§ **Records contained in a dataset**:
use super::*;
use crate::convert::format::ConvertOptions;
use crate::design::model::{Background, Design};
use crate::foundation::core::Canvas;
use crate::render::renderer::render;

fn red_square() -> Document {
    let mut d = Design::new("raster", Canvas::new(40, 20).unwrap()).unwrap();
    d.background = Background::Transparent;
    d.add_layer(
        "shape",
        serde_json::json!({ "fill": "#ff0000", "width": 20, "height": 20 }),
        None,
    )
    .unwrap();
    render(&d).unwrap()
}

fn request(dir: &std::path::Path, format: ExportFormat, options: ConvertOptions) -> ConvertRequest {
    ConvertRequest {
        format,
        options,
        output_path: dir.join(format!("out.{}", format.extension())),
    }
}

#[test]
fn png_pixels_match_document() {
    let dir = tempfile::tempdir().unwrap();
    let conv = RasterConverter::default();
    let handle = conv
        .convert(
            &red_square(),
            &request(
                dir.path(),
                ExportFormat::Png,
                ConvertOptions {
                    transparent: true,
                    ..ConvertOptions::default()
                },
            ),
        )
        .unwrap();
    assert_eq!(handle.mime_type, "image/png");

    let img = image::open(&handle.path).unwrap().to_rgba8();
    assert_eq!(img.dimensions(), (40, 20));
    assert_eq!(img.get_pixel(5, 5).0, [255, 0, 0, 255]);
    assert_eq!(img.get_pixel(35, 5).0[3], 0);
}

#[test]
fn width_option_scales_output() {
    let dir = tempfile::tempdir().unwrap();
    let handle = RasterConverter::default()
        .convert(
            &red_square(),
            &request(
                dir.path(),
                ExportFormat::Jpg,
                ConvertOptions {
                    width: Some(80),
                    ..ConvertOptions::default()
                },
            ),
        )
        .unwrap();
    let img = image::open(&handle.path).unwrap().to_rgb8();
    assert_eq!(img.dimensions(), (80, 40));
    // transparent background is filled white for jpg
    let px = img.get_pixel(75, 35).0;
    assert!(px.iter().all(|c| *c > 240), "{px:?}");
}

#[test]
fn unsupported_formats_are_rejected() {
    let dir = tempfile::tempdir().unwrap();
    let err = RasterConverter::default()
        .convert(
            &red_square(),
            &request(dir.path(), ExportFormat::Mp4, ConvertOptions::default()),
        )
        .unwrap_err();
    assert_eq!(err.code(), "conversion");
    assert!(!RasterConverter::supports(ExportFormat::Pdf));
    assert!(RasterConverter::supports(ExportFormat::Svg));
}

#[test]
fn demultiply_restores_straight_alpha() {
    assert_eq!(demultiply(&[64, 0, 0, 128]), vec![128, 0, 0, 128]);
    assert_eq!(demultiply(&[0, 0, 0, 0]), vec![0, 0, 0, 0]);
    assert_eq!(demultiply(&[1, 2, 3, 255]), vec![1, 2, 3, 255]);
}
use std::collections::HashMap;
use std::path::{Path, PathBuf};

use crate::design::model::{
    AnimationSettings, Background, Design, ImageProps, Layer, LayerKind, ShapeProps, ShapeType,
    TextAlign, TextProps,
};
use crate::foundation::core::{LayerId, Size, Vec2, is_valid_color};
use crate::foundation::error::{StratumError, StratumResult};
use crate::render::document::{
    Clip, Document, PlacedImage, Primitive, PrimitiveContent, PrimitiveTransform, ShapeGeometry,
    ShapePrimitive, Stroke, TextAnchor, TextRun,
};

/// Fill used when a shape has no (valid) fill color.
pub const DEFAULT_FILL: &str = "#CCCCCC";
/// Text color used when a text layer has no (valid) color.
pub const DEFAULT_TEXT_COLOR: &str = "#000000";
/// Font family used when a text layer names none.
pub const DEFAULT_FONT_FAMILY: &str = "Arial";
/// Font size used when a text layer names none.
pub const DEFAULT_FONT_SIZE: f64 = 16.0;
/// Font weight used when a text layer names none.
pub const DEFAULT_FONT_WEIGHT: &str = "normal";
/// Side count used for polygons without `sides`.
pub const DEFAULT_POLYGON_SIDES: u32 = 6;

const LINE_HEIGHT_FACTOR: f64 = 1.2;

/// Per-render overrides.
#[derive(Clone, Debug, Default)]
pub struct RenderOptions {
    /// Replaces the design's document-level animation settings.
    pub animation: Option<AnimationSettings>,
    /// Directory that relative image sources are resolved against.
    pub asset_root: Option<PathBuf>,
}

/// Render a design snapshot with default options.
pub fn render(design: &Design) -> StratumResult<Document> {
    render_with(design, &RenderOptions::default())
}

/// Render a design snapshot into a drawing document.
///
/// Layers are visited bottom-up by z-index. Hidden layers, and layers below a hidden ancestor,
/// produce nothing; groups produce nothing of their own.
#[tracing::instrument(
    name = "render",
    level = "debug",
    skip_all,
    fields(design = %design.id, layers = design.len())
)]
pub fn render_with(design: &Design, opts: &RenderOptions) -> StratumResult<Document> {
    design.check_integrity().map_err(|e| match e {
        StratumError::Render(msg) => StratumError::render(format!("design {}: {msg}", design.id)),
        other => other,
    })?;

    let mut hidden: HashMap<LayerId, bool> = HashMap::with_capacity(design.len());
    let mut primitives = Vec::with_capacity(design.len());
    for layer in design.layers_by_z() {
        if is_hidden(design, layer.id, &mut hidden)? {
            continue;
        }
        if let Some(content) = layer_content(layer, opts.asset_root.as_deref()) {
            primitives.push(Primitive {
                layer: layer.id,
                transform: transform_of(layer),
                size: Size::new(layer.props.width, layer.props.height),
                opacity: layer.props.opacity.clamp(0.0, 1.0),
                clip: layer.mask.as_ref().map(|m| Clip {
                    shape: m.shape,
                    x: m.x,
                    y: m.y,
                    width: m.width,
                    height: m.height,
                }),
                animations: layer.animations.clone(),
                content,
            });
        }
    }

    let background = match &design.background {
        Background::Image { src } => Background::Image {
            src: resolve_href(src, opts.asset_root.as_deref()),
        },
        other => other.clone(),
    };

    tracing::debug!(primitives = primitives.len(), "document built");
    Ok(Document {
        width: design.canvas.width,
        height: design.canvas.height,
        background,
        animation: opts.animation.or(design.animation),
        primitives,
    })
}

fn is_hidden(
    design: &Design,
    id: LayerId,
    memo: &mut HashMap<LayerId, bool>,
) -> StratumResult<bool> {
    if let Some(h) = memo.get(&id) {
        return Ok(*h);
    }
    let layer = design.layer(id)?;
    let h = if !layer.props.visible {
        true
    } else {
        match layer.parent {
            // Integrity was checked, so the chain terminates.
            Some(parent) => is_hidden(design, parent, memo)?,
            None => false,
        }
    };
    memo.insert(id, h);
    Ok(h)
}

fn transform_of(layer: &Layer) -> PrimitiveTransform {
    let p = &layer.props;
    PrimitiveTransform {
        translate: Vec2::new(p.x, p.y),
        rotate_deg: p.rotation,
        scale: Vec2::new(p.scale_x, p.scale_y),
    }
}

fn layer_content(layer: &Layer, asset_root: Option<&Path>) -> Option<PrimitiveContent> {
    let (w, h) = (layer.props.width, layer.props.height);
    match &layer.kind {
        LayerKind::Text(text) => Some(PrimitiveContent::Text(text_run(text, w))),
        LayerKind::Image(image) => Some(PrimitiveContent::Image(placed_image(
            image, w, h, asset_root,
        ))),
        LayerKind::Shape(shape) => shape_primitive(layer.id, shape, w, h).map(PrimitiveContent::Shape),
        LayerKind::Group => None,
    }
}

fn text_run(text: &TextProps, width: f64) -> TextRun {
    let font_size = text
        .font_size
        .filter(|s| s.is_finite() && *s > 0.0)
        .unwrap_or(DEFAULT_FONT_SIZE);
    let (anchor, x) = match text.text_align.unwrap_or_default() {
        TextAlign::Left => (TextAnchor::Start, 0.0),
        TextAlign::Center => (TextAnchor::Middle, width / 2.0),
        TextAlign::Right => (TextAnchor::End, width),
    };
    TextRun {
        lines: text.content.split('\n').map(str::to_string).collect(),
        font_family: text
            .font_family
            .clone()
            .filter(|f| !f.trim().is_empty())
            .unwrap_or_else(|| DEFAULT_FONT_FAMILY.to_string()),
        font_size,
        font_weight: text
            .font_weight
            .clone()
            .filter(|w| !w.trim().is_empty())
            .unwrap_or_else(|| DEFAULT_FONT_WEIGHT.to_string()),
        color: paint(text.color.as_deref(), DEFAULT_TEXT_COLOR),
        anchor,
        x,
        baseline: font_size,
        line_height: font_size * LINE_HEIGHT_FACTOR,
    }
}

fn placed_image(image: &ImageProps, width: f64, height: f64, root: Option<&Path>) -> PlacedImage {
    PlacedImage {
        href: resolve_href(&image.src, root),
        width,
        height,
        fit: image.fit.unwrap_or_default(),
    }
}

fn shape_primitive(id: LayerId, shape: &ShapeProps, w: f64, h: f64) -> Option<ShapePrimitive> {
    let fill = paint(shape.fill.as_deref(), DEFAULT_FILL);
    let stroke_width = shape
        .stroke_width
        .filter(|v| v.is_finite() && *v >= 0.0);
    let stroke = shape.stroke.as_deref().filter(|c| is_valid_color(c)).map(|c| Stroke {
        color: c.trim().to_string(),
        width: stroke_width.unwrap_or(1.0),
    });

    let geometry = match &shape.shape_type {
        ShapeType::Rectangle => ShapeGeometry::Rect {
            width: w,
            height: h,
            corner_radius: shape
                .corner_radius
                .filter(|r| r.is_finite() && *r > 0.0)
                .map_or(0.0, |r| r.min(w.min(h) / 2.0)),
        },
        ShapeType::Circle => ShapeGeometry::Circle {
            cx: w / 2.0,
            cy: h / 2.0,
            r: w.min(h) / 2.0,
        },
        ShapeType::Ellipse => ShapeGeometry::Ellipse {
            cx: w / 2.0,
            cy: h / 2.0,
            rx: w / 2.0,
            ry: h / 2.0,
        },
        ShapeType::Line => {
            // Lines are stroked with the fill color unless a stroke is set.
            let stroke = stroke.unwrap_or(Stroke {
                color: fill,
                width: stroke_width.unwrap_or(1.0).max(1.0),
            });
            return Some(ShapePrimitive {
                geometry: ShapeGeometry::Line {
                    x1: 0.0,
                    y1: 0.0,
                    x2: w,
                    y2: h,
                },
                fill: "none".to_string(),
                stroke: Some(stroke),
            });
        }
        ShapeType::Triangle => ShapeGeometry::Polygon {
            points: vec![[w / 2.0, 0.0], [w, h], [0.0, h]],
        },
        ShapeType::Polygon => ShapeGeometry::Polygon {
            points: regular_polygon(shape.sides.unwrap_or(DEFAULT_POLYGON_SIDES), w, h),
        },
        ShapeType::Unsupported(name) => {
            tracing::warn!(layer = %id, shape_type = %name, "unsupported shape type; skipped");
            return None;
        }
    };
    Some(ShapePrimitive {
        geometry,
        fill,
        stroke,
    })
}

/// Vertices of a regular polygon inscribed in a `w`x`h` box, first vertex at the top.
fn regular_polygon(sides: u32, w: f64, h: f64) -> Vec<[f64; 2]> {
    let n = sides.clamp(3, 64);
    let (cx, cy, rx, ry) = (w / 2.0, h / 2.0, w / 2.0, h / 2.0);
    (0..n)
        .map(|i| {
            let theta = -std::f64::consts::FRAC_PI_2
                + f64::from(i) * std::f64::consts::TAU / f64::from(n);
            [cx + rx * theta.cos(), cy + ry * theta.sin()]
        })
        .collect()
}

fn paint(color: Option<&str>, default: &str) -> String {
    match color {
        Some(c) if is_valid_color(c) => c.trim().to_string(),
        Some(c) => {
            tracing::warn!(color = %c, fallback = default, "invalid color; using default");
            default.to_string()
        }
        None => default.to_string(),
    }
}

/// Resolve a relative, non-URL source against the asset root.
fn resolve_href(src: &str, root: Option<&Path>) -> String {
    let is_url = src.starts_with("data:") || src.contains("://");
    match root {
        Some(root) if !is_url && Path::new(src).is_relative() => {
            root.join(src).to_string_lossy().into_owned()
        }
        _ => src.to_string(),
    }
}

#[cfg(test)]
#[path = "../../tests/unit/render/renderer.rs"]
mod tests;
use std::ffi::OsString;
use std::io::{ErrorKind, Read};
use std::path::{Path, PathBuf};
use std::process::{Child, Command, ExitStatus, Stdio};
use std::sync::mpsc::{self, Receiver};
use std::time::{Duration, Instant};

use tracing::{info, warn};

use crate::convert::format::{
    ArtifactHandle, ConvertOptions, ConvertRequest, Converter, ExportFormat, artifact_handle,
    ensure_parent_dir,
};
use crate::design::model::AnimationSettings;
use crate::foundation::error::{StratumError, StratumResult};
use crate::render::document::Document;
use crate::render::svg::to_svg;

/// Default rasterizer program (ImageMagick 7).
pub const DEFAULT_RASTERIZER: &str = "magick";
/// Default video transcoder program.
pub const DEFAULT_TRANSCODER: &str = "ffmpeg";
/// Default per-process timeout.
pub const DEFAULT_TIMEOUT: Duration = Duration::from_secs(120);

const POLL_INTERVAL: Duration = Duration::from_millis(10);
/// How long output pipes are read after a kill before they are abandoned.
const DRAIN_GRACE: Duration = Duration::from_millis(250);

/// Converter that shells out to an external rasterizer and transcoder.
///
/// SVG output is written directly. Raster formats write the intermediate SVG into a scoped
/// temporary directory and run the rasterizer on it; video formats rasterize one frame and have
/// the transcoder loop it for the animation duration. Every process is killed once the timeout
/// elapses.
#[derive(Clone, Debug)]
pub struct ExternalConverter {
    rasterizer: PathBuf,
    transcoder: PathBuf,
    timeout: Duration,
}

impl Default for ExternalConverter {
    fn default() -> Self {
        Self::new(DEFAULT_RASTERIZER, DEFAULT_TRANSCODER, DEFAULT_TIMEOUT)
    }
}

impl ExternalConverter {
    /// Create a converter using the given programs.
    pub fn new(
        rasterizer: impl Into<PathBuf>,
        transcoder: impl Into<PathBuf>,
        timeout: Duration,
    ) -> Self {
        Self {
            rasterizer: rasterizer.into(),
            transcoder: transcoder.into(),
            timeout,
        }
    }

    /// Per-process timeout.
    pub fn timeout(&self) -> Duration {
        self.timeout
    }

    fn rasterize(
        &self,
        doc: &Document,
        format: ExportFormat,
        options: &ConvertOptions,
        output: &Path,
    ) -> StratumResult<()> {
        let scratch = scratch_dir()?;
        let input = scratch.path().join("document.svg");
        let doc = options.apply_background(doc, format);
        write_file(&input, to_svg(&doc).as_bytes())?;

        let args = rasterizer_args(&input, output, format, options);
        run_bounded(&self.rasterizer, &args, self.timeout)?;
        Ok(())
    }

    fn encode_video(
        &self,
        doc: &Document,
        format: ExportFormat,
        options: &ConvertOptions,
        output: &Path,
    ) -> StratumResult<()> {
        let scratch = scratch_dir()?;
        let input = scratch.path().join("document.svg");
        let frame = scratch.path().join("frame.png");
        let doc = options.apply_background(doc, format);
        write_file(&input, to_svg(&doc).as_bytes())?;

        let frame_args = rasterizer_args(&input, &frame, ExportFormat::Png, options);
        run_bounded(&self.rasterizer, &frame_args, self.timeout)?;
        if !frame.exists() {
            return Err(StratumError::conversion(
                "rasterizer produced no video frame",
                frame.display().to_string(),
            ));
        }

        let animation = doc.animation.unwrap_or_default();
        let args = transcoder_args(&frame, output, format, options, &animation);
        run_bounded(&self.transcoder, &args, self.timeout)?;
        Ok(())
    }
}

impl Converter for ExternalConverter {
    fn name(&self) -> &'static str {
        "external"
    }

    #[tracing::instrument(
        name = "convert",
        level = "debug",
        skip_all,
        fields(converter = "external", format = %request.format)
    )]
    fn convert(&self, doc: &Document, request: &ConvertRequest) -> StratumResult<ArtifactHandle> {
        ensure_parent_dir(&request.output_path)?;
        let out = request.output_path.as_path();
        match request.format {
            ExportFormat::Svg => {
                let doc = request.options.apply_background(doc, request.format);
                write_file(out, to_svg(&doc).as_bytes())?;
            }
            ExportFormat::Png | ExportFormat::Jpg | ExportFormat::Pdf | ExportFormat::Gif => {
                self.rasterize(doc, request.format, &request.options, out)?;
            }
            ExportFormat::Mp4 | ExportFormat::Webm => {
                self.encode_video(doc, request.format, &request.options, out)?;
            }
        }
        artifact_handle(out, request.format)
    }
}

/// Rasterizer argument list: `[-background ..] input [-flatten] [-resize ..] -quality Q output`.
pub fn rasterizer_args(
    input: &Path,
    output: &Path,
    format: ExportFormat,
    options: &ConvertOptions,
) -> Vec<OsString> {
    let mut args: Vec<OsString> = Vec::with_capacity(10);
    let matte = options.matte(format);
    args.push("-background".into());
    args.push(matte.into());
    args.push(input.as_os_str().to_owned());
    if matte != "none" {
        args.push("-flatten".into());
    }
    if let Some(geometry) = options.resize_geometry() {
        args.push("-resize".into());
        args.push(geometry.into());
    }
    args.push("-quality".into());
    args.push(options.quality.value().to_string().into());
    args.push(output.as_os_str().to_owned());
    args
}

/// Transcoder argument list looping a still frame for the animation duration.
pub fn transcoder_args(
    frame: &Path,
    output: &Path,
    format: ExportFormat,
    options: &ConvertOptions,
    animation: &AnimationSettings,
) -> Vec<OsString> {
    let seconds = animation.duration_ms as f64 / 1000.0;
    let mut args: Vec<OsString> = [
        "-y",
        "-loglevel",
        "error",
        "-loop",
        "1",
        "-framerate",
    ]
    .into_iter()
    .map(OsString::from)
    .collect();
    args.push(animation.fps.max(1).to_string().into());
    args.push("-i".into());
    args.push(frame.as_os_str().to_owned());
    args.push("-t".into());
    args.push(format!("{seconds:.3}").into());
    // yuv420p needs even dimensions.
    args.push("-vf".into());
    args.push("scale=trunc(iw/2)*2:trunc(ih/2)*2".into());
    args.push("-an".into());
    let crf = options.quality.crf().to_string();
    match format {
        ExportFormat::Webm => {
            for a in ["-c:v", "libvpx-vp9", "-pix_fmt", "yuv420p", "-b:v", "0", "-crf"] {
                args.push(a.into());
            }
            args.push(crf.into());
        }
        _ => {
            for a in ["-c:v", "libx264", "-pix_fmt", "yuv420p", "-crf"] {
                args.push(a.into());
            }
            args.push(crf.into());
            args.push("-movflags".into());
            args.push("+faststart".into());
        }
    }
    args.push(output.as_os_str().to_owned());
    args
}

/// Captured result of a finished process.
#[derive(Debug)]
pub(crate) struct ProcessOutput {
    pub(crate) status: ExitStatus,
    pub(crate) stdout: String,
    pub(crate) stderr: String,
}

/// Run `program` to completion, killing it after `timeout`.
///
/// On unix the program runs in its own process group and the whole group is killed, so helper
/// processes it started cannot outlive the timeout. Output still held open by a straggler is
/// abandoned after a short grace period.
///
/// Nonzero exit becomes [`StratumError::Conversion`] with stderr/stdout as diagnostics.
pub(crate) fn run_bounded(
    program: &Path,
    args: &[OsString],
    timeout: Duration,
) -> StratumResult<ProcessOutput> {
    let started_at = Instant::now();
    let deadline = started_at
        .checked_add(timeout)
        .unwrap_or_else(|| started_at + Duration::from_secs(u64::from(u32::MAX)));
    let name = program.display().to_string();

    let mut command = Command::new(program);
    command
        .args(args)
        .stdin(Stdio::null())
        .stdout(Stdio::piped())
        .stderr(Stdio::piped());
    #[cfg(unix)]
    {
        use std::os::unix::process::CommandExt as _;
        command.process_group(0);
    }
    let mut child = command
        .spawn()
        .map_err(|err| {
            warn!(
                op = "convert::spawn",
                result = "error",
                program = %name,
                error = %err,
                "failed to spawn converter process"
            );
            if err.kind() == ErrorKind::NotFound {
                StratumError::conversion(
                    format!("converter program '{name}' was not found"),
                    err.to_string(),
                )
            } else {
                StratumError::conversion(format!("failed to spawn '{name}'"), err.to_string())
            }
        })?;

    let stdout_drain = drain(child.stdout.take());
    let stderr_drain = drain(child.stderr.take());

    let status = loop {
        match child.try_wait() {
            Ok(Some(status)) => break status,
            Ok(None) if Instant::now() >= deadline => {
                kill_tree(&mut child);
                let grace = Instant::now() + DRAIN_GRACE;
                let stderr = collect(stderr_drain, grace);
                let _ = collect(stdout_drain, grace);
                warn!(
                    op = "convert::spawn",
                    result = "timeout",
                    program = %name,
                    elapsed_ms = started_at.elapsed().as_millis() as u64,
                    stderr = %stderr.trim(),
                    "converter process timed out and was killed"
                );
                return Err(StratumError::timeout(format!(
                    "'{name}' did not finish within {}s",
                    timeout.as_secs_f64()
                )));
            }
            Ok(None) => std::thread::sleep(POLL_INTERVAL),
            Err(err) => {
                kill_tree(&mut child);
                return Err(StratumError::conversion(
                    format!("failed to wait for '{name}'"),
                    err.to_string(),
                ));
            }
        }
    };

    // A helper that inherited the pipes may keep them open after the program exits.
    let drain_deadline = deadline.max(Instant::now() + DRAIN_GRACE);
    let output = ProcessOutput {
        status,
        stdout: collect(stdout_drain, drain_deadline),
        stderr: collect(stderr_drain, drain_deadline),
    };
    let exit_code = output.status.code().map(i64::from).unwrap_or(-1);

    if !output.status.success() {
        warn!(
            op = "convert::spawn",
            result = "error",
            program = %name,
            elapsed_ms = started_at.elapsed().as_millis() as u64,
            exit_code,
            stderr = %output.stderr.trim(),
            "converter process failed"
        );
        let mut diagnostics = output.stderr.trim().to_string();
        if !output.stdout.trim().is_empty() {
            if !diagnostics.is_empty() {
                diagnostics.push('\n');
            }
            diagnostics.push_str(output.stdout.trim());
        }
        return Err(StratumError::conversion(
            format!("'{name}' exited with status {exit_code}"),
            diagnostics,
        ));
    }

    info!(
        op = "convert::spawn",
        result = "ok",
        program = %name,
        elapsed_ms = started_at.elapsed().as_millis() as u64,
        exit_code,
        "converter process finished"
    );
    Ok(output)
}

/// Kill `child` and, on unix, every process in its group; then reap it.
fn kill_tree(child: &mut Child) {
    #[cfg(unix)]
    {
        // The child leads its own group, so the group id equals its pid.
        let group = format!("-{}", child.id());
        let killed = Command::new("kill")
            .args(["-KILL", "--", group.as_str()])
            .stdin(Stdio::null())
            .stdout(Stdio::null())
            .stderr(Stdio::null())
            .status();
        if let Err(err) = killed {
            warn!(
                op = "convert::kill",
                pgid = %group,
                error = %err,
                "failed to signal process group"
            );
        }
    }
    let _ = child.kill();
    let _ = child.wait();
}

fn drain<R: Read + Send + 'static>(pipe: Option<R>) -> Option<Receiver<Vec<u8>>> {
    pipe.map(|mut pipe| {
        let (tx, rx) = mpsc::channel();
        std::thread::spawn(move || {
            let mut buf = Vec::new();
            let _ = pipe.read_to_end(&mut buf);
            let _ = tx.send(buf);
        });
        rx
    })
}

/// Output read by a drain thread, or nothing if it is still blocked at `deadline`.
fn collect(rx: Option<Receiver<Vec<u8>>>, deadline: Instant) -> String {
    rx.and_then(|rx| {
        rx.recv_timeout(deadline.saturating_duration_since(Instant::now()))
            .ok()
    })
    .map(|bytes| String::from_utf8_lossy(&bytes).into_owned())
    .unwrap_or_default()
}

fn scratch_dir() -> StratumResult<tempfile::TempDir> {
    tempfile::Builder::new()
        .prefix("stratum-convert-")
        .tempdir()
        .map_err(|e| StratumError::storage(format!("failed to create scratch directory: {e}")))
}

fn write_file(path: &Path, bytes: &[u8]) -> StratumResult<()> {
    std::fs::write(path, bytes)
        .map_err(|e| StratumError::storage(format!("failed to write '{}': {e}", path.display())))
}

/// Return `true` when `program` can be invoked (`program -version` exits 0).
pub fn is_program_available(program: &Path) -> bool {
    Command::new(program)
        .arg("-version")
        .stdout(Stdio::null())
        .stderr(Stdio::null())
        .status()
        .map(|s| s.success())
        .unwrap_or(false)
}

#[cfg(test)]
#[path = "../../tests/unit/convert/external.rs"]
mod tests;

§ **WHAT YOU WILL DO**:
Repeat the entries above verbatim, but only from the line that has "pub const DEFAULT_FONT_WEIGHT: &str" down to the line that has "pub struct RenderOptions", inclusive.

§ **SOLUTION FOR THIS TASK**:
pub const DEFAULT_FONT_WEIGHT: &str = "normal";
/// Side count used for polygons without `sides`.
pub const DEFAULT_POLYGON_SIDES: u32 = 6;

const LINE_HEIGHT_FACTOR: f64 = 1.2;

/// Per-render overrides.
#[derive(Clone, Debug, Default)]
pub struct RenderOptions {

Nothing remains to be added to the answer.